The Electoral Brain: The Neuropsychology of Voting for Your Candidate

Edited by: Vlada Taits

As my laptop sits opened beside me during dinnertime, playing the livestream of the first 2020 US presidential debate, I catch myself wondering (amidst the inspiring, enthralling exchange of intellect and perspectives, certainly): how did the two individuals come to occupy on this night the two polarities of the Cleveland stage? The vast chasm between their beliefs, visions, realities emanates across the screen; I am surprised to find the carpet flooring beneath me still intact by the time the 90 minutes conclude.

As for us who are voters (and us who are not, but are nonetheless possessors of political beliefs):

How do the marks on our ballots -- literal and otherwise -- come to be where they are?

Like most other phenomena of humanity, our political beliefs are intricately tethered to our neurophysiology. Converging research studies have shown liberals tend to have a larger and/ or more active anterior cingulate cortex (ACC), while conservatives are more likely to possess an enlarged amygdala.

An Overview of the Neuroscience

The ACC is a region toward the front of our brain that resembles a downward-facing hook. It contributes to error detection, conflict modulation, and value assignment; when there is an influx of ambiguous information, the ACC helps discern the relevant components from the distracting noise. This area is hypoactive in individuals with certain forms of schizophrenia. There is a diminished demarcation between the important and the irrelevant, and value judgement is impeded.

The amygdala, on the other hand, is an almond-shaped cluster of nuclei to which emotional response development and memory consolidation are attributed. Some studies have shown the amygdala is larger in autistic children than in their neurotypical counterparts; the emotional trigger threshold of these individuals is often lowered, and their sensitivity to emotional stimuli is heightened.

Politics on the Brain

The cognitive implications of a more active ACC parallel the greater propensity for responding to “informational complexity, ambiguity, and novelty” -- thus change and diversity -- with which liberalism is associated. Conversely, conservatives are generally more affected by emotional appeal, and more likely to respond to emotionally charged circumstances such as changes and perceived threats with resistance or aggression. The correlation between neuropsychology and political attitudes, then, suggests liberalism and conservatism are less defined by specific issues than by a fundamental partiality to either change or stability; some researchers have postulated an evolutionary origin of the neurological differences underlying political orientation.

This is not to say, of course, that reconciliation of political ideologies is rendered impossible by hereditary neurological differences, or that one’s beliefs are entirely determined by genetics and therefore beyond conscious, cognitive control. There is no evidence suggesting the differences in neurobiology and those in political beliefs are causally related. The human brain’s plasticity also means neural networks are constantly growing and reorganizing. Political affiliation is a complex product of the elaborate amalgam of personal, social and cultural factors; physiological predisposition is simply one among them.

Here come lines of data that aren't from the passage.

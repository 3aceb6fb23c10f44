//! Rayon thread pool configuration for deck sweeps.
//!
//! Use [WorkerPool::install] to run the optimizer with a fixed number of threads, or rely
//! on Rayon's default (all CPU cores).

use rayon::ThreadPoolBuilder;

/// Configures how many worker threads evaluate decks in parallel.
#[derive(Debug, Clone, Copy, Default, PartialEq, Eq)]
pub struct WorkerPool {
    /// Number of worker threads. If 0, use the global Rayon pool.
    pub workers: usize,
}

impl WorkerPool {
    /// Use all available CPU cores (Rayon default).
    pub fn default_workers() -> Self {
        Self::default()
    }

    /// Use exactly `n` worker threads.
    pub fn with_workers(n: usize) -> Self {
        Self { workers: n }
    }

    /// Run `f` on a pool with this worker count. A pool that fails to build falls back to
    /// the global pool; results do not depend on the thread count.
    pub fn install<F, R>(&self, f: F) -> R
    where
        F: FnOnce() -> R + Send,
        R: Send,
    {
        if self.workers == 0 {
            return f();
        }
        match ThreadPoolBuilder::new().num_threads(self.workers).build() {
            Ok(pool) => pool.install(f),
            Err(err) => {
                tracing::warn!(
                    workers = self.workers,
                    "thread pool unavailable, using global pool: {err}"
                );
                f()
            }
        }
    }
}
pub mod card;
pub mod catalog;
pub mod loader;
pub mod profile;
pub mod validate;

pub use card::{Card, CardCategory, DpsModel, DpsModelKind, Scaling};
pub use catalog::Catalog;
pub use loader::{builtin_catalog, load_catalog, load_catalog_or_default};
pub use profile::{load_default_profile, load_profile, SimulationProfile};
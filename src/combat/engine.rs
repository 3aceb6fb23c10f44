use std::collections::BTreeMap;

use serde::Serialize;

use crate::combat::effects::ResolvedCard;
use crate::combat::resolvers::RunContext;
use crate::combat::rng::{entropy_seed, Rng};
use crate::combat::state::{BaseStats, CombatState, EventCounts, StaticModifiers};

#[derive(Debug, Clone, Copy, PartialEq, Eq, Default, Serialize)]
#[serde(rename_all = "snake_case")]
pub enum TraceMode {
    #[default]
    Off,
    Events,
}

#[derive(Debug, Clone, Copy, PartialEq)]
pub struct SimulationConfig {
    /// Simulated seconds; the run never goes past this.
    pub max_time: f64,
    /// `None` draws a seed from OS entropy and reports it back.
    pub seed: Option<u64>,
    /// Stop as soon as total damage reaches this amount.
    pub damage_target: Option<f64>,
    pub trace_mode: TraceMode,
}

impl Default for SimulationConfig {
    fn default() -> Self {
        Self {
            max_time: 180.0,
            seed: None,
            damage_target: None,
            trace_mode: TraceMode::Off,
        }
    }
}

/// State snapshot taken right after an event was dispatched.
#[derive(Debug, Clone, PartialEq, Serialize)]
pub struct TraceEntry {
    pub time: f64,
    pub event: &'static str,
    pub burn_stacks: u32,
    pub total_damage: f64,
    pub dot_pending: bool,
    pub explode_pending: bool,
    pub arrow_stacks: usize,
    pub active_auras: usize,
}

#[derive(Debug, Clone, Default)]
pub struct TraceCollector {
    enabled: bool,
    entries: Vec<TraceEntry>,
}

impl TraceCollector {
    pub fn new(mode: TraceMode) -> Self {
        Self {
            enabled: mode == TraceMode::Events,
            entries: Vec::new(),
        }
    }

    pub fn record(&mut self, event: &'static str, state: &CombatState) {
        if !self.enabled {
            return;
        }
        self.entries.push(TraceEntry {
            time: state.now(),
            event,
            burn_stacks: state.burn_stacks(),
            total_damage: state.total_damage(),
            dot_pending: state.dot_pending(),
            explode_pending: state.explode_pending(),
            arrow_stacks: state.arrow_stacks(),
            active_auras: state.active_auras(),
        });
    }

    pub fn into_entries(self) -> Vec<TraceEntry> {
        self.entries
    }
}

#[derive(Debug, Clone, PartialEq, Serialize)]
pub struct SimulationOutcome {
    pub combat_time: f64,
    pub total_damage: f64,
    pub total_dps: f64,
    /// DPS minus the passive contribution.
    pub deck_dps: f64,
    pub passive_dps: f64,
    pub global_multiplier: f64,
    pub special_multiplier: f64,
    pub damage_breakdown: BTreeMap<String, f64>,
    pub cast_counts: BTreeMap<String, u32>,
    pub event_counts: EventCounts,
    pub total_cost: u32,
    pub seed: u64,
    #[serde(skip_serializing_if = "Vec::is_empty")]
    pub trace: Vec<TraceEntry>,
}

/// Run one deterministic simulation of `deck` (levels and effects already resolved).
pub fn simulate(
    deck: &[ResolvedCard],
    stats: BaseStats,
    run_level: u8,
    config: SimulationConfig,
) -> SimulationOutcome {
    let seed = config.seed.unwrap_or_else(entropy_seed);
    let modifiers = StaticModifiers::from_deck(deck);
    let mut ctx = RunContext::new(
        CombatState::new(stats, modifiers),
        Rng::new(seed),
        deck,
        run_level,
    );
    ctx.seed_events();

    let mut trace = TraceCollector::new(config.trace_mode);
    let max_time = config.max_time;
    let target = config
        .damage_target
        .filter(|target| target.is_finite() && *target > 0.0);
    let rate = ctx.state.passive_rate();
    let reached = |state: &CombatState| target.is_some_and(|target| state.total_damage() >= target);
    let mut last_update = 0.0_f64;
    let mut dispatched = 0u64;

    loop {
        if reached(&ctx.state) {
            break;
        }
        let boundary = ctx
            .queue
            .peek_time()
            .map_or(max_time, |next| next.min(max_time));
        let gap = (boundary - last_update).max(0.0);

        if let Some(target) = target {
            let missing = target - ctx.state.total_damage();
            if rate > 0.0 && rate * gap >= missing {
                ctx.state.accrue_passive(missing);
                ctx.state.advance_to(last_update + missing / rate);
                break;
            }
        }
        ctx.state.accrue_passive(rate * gap);
        ctx.state.advance_to(boundary);
        last_update = boundary;

        let Some(event) = ctx.queue.pop_next() else {
            ctx.state.advance_to(max_time);
            break;
        };
        if event.time > max_time {
            ctx.state.advance_to(max_time);
            break;
        }
        ctx.state.advance_to(event.time);
        let name = event.kind.name();
        ctx.dispatch(event);
        dispatched += 1;
        trace.record(name, &ctx.state);

        if ctx.state.now() >= max_time {
            break;
        }
    }

    let state = ctx.state;
    let combat_time = state.now();
    let total_damage = state.total_damage();
    let total_dps = if combat_time > 0.0 {
        total_damage / combat_time
    } else {
        0.0
    };
    let passive_dps = state.passive_rate();
    tracing::debug!(
        seed,
        dispatched,
        combat_time,
        total_damage,
        "simulation finished"
    );

    SimulationOutcome {
        combat_time,
        total_damage,
        total_dps,
        deck_dps: total_dps - passive_dps,
        passive_dps,
        global_multiplier: state.global_multiplier(),
        special_multiplier: state.special_multiplier(),
        damage_breakdown: state.damage_breakdown().clone(),
        cast_counts: state.cast_counts().clone(),
        event_counts: state.counts(),
        total_cost: deck.iter().map(|entry| entry.card.cost).sum(),
        seed,
        trace: trace.into_entries(),
    }
}
use std::env;
use std::process;

use tracing_subscriber::EnvFilter;

fn main() {
    tracing_subscriber::fmt()
        .with_env_filter(
            EnvFilter::try_from_default_env().unwrap_or_else(|_| EnvFilter::new("warn")),
        )
        .with_writer(std::io::stderr)
        .init();

    let args: Vec<String> = env::args().collect();
    process::exit(danqing::cli::run_with_args(&args));
}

One other brain region deserves to be mentioned here in the exploration of the neuropsychology of elections: the lateral orbitofrontal cortex (LOFC). The LOFC is situated at the very front of the brain and contributes to appraising value, especially that which is inferred. Its normal function is necessary for the integration of complex information and methodical deliberation. Researchers have found that individuals with LOFC damage fail to inform their decisions -- including those in an electoral context -- with comprehensive evaluation. Instead, these individuals monotonously defer to superficial one-dimensional judgement frameworks such as attractiveness.

Here, it is clear that while the ACC and amygdala may direct our reception of and response to political stimuli, and eventually our overarching affiliation to specific political ideologies or parties, the LOFC ultimately governs how different facets of these interpretations articulate with each other to direct the output of decisions. Perhaps, then, the X’s on our ballots are really not mere overlaps of pen strokes, but the intersections of synergistic social, cultural and neurobiological attributes underlying the formulation of our beliefs and choices.


Kanai, R., Feilden, T., Firth, C., & Rees, G. (2011, April 26). Political orientations are correlated with brain structure in young adults.

Kuszewski, A. (2020, May 24). Your Brain on Politics: The Cognitive Neuroscience of Liberals and Conservatives.

Xia, C., Stolle, D., Gidengil, E., & Fellows, L. (2015, June 03). Lateral Orbitofrontal Cortex Links Social Impressions to Political Choices.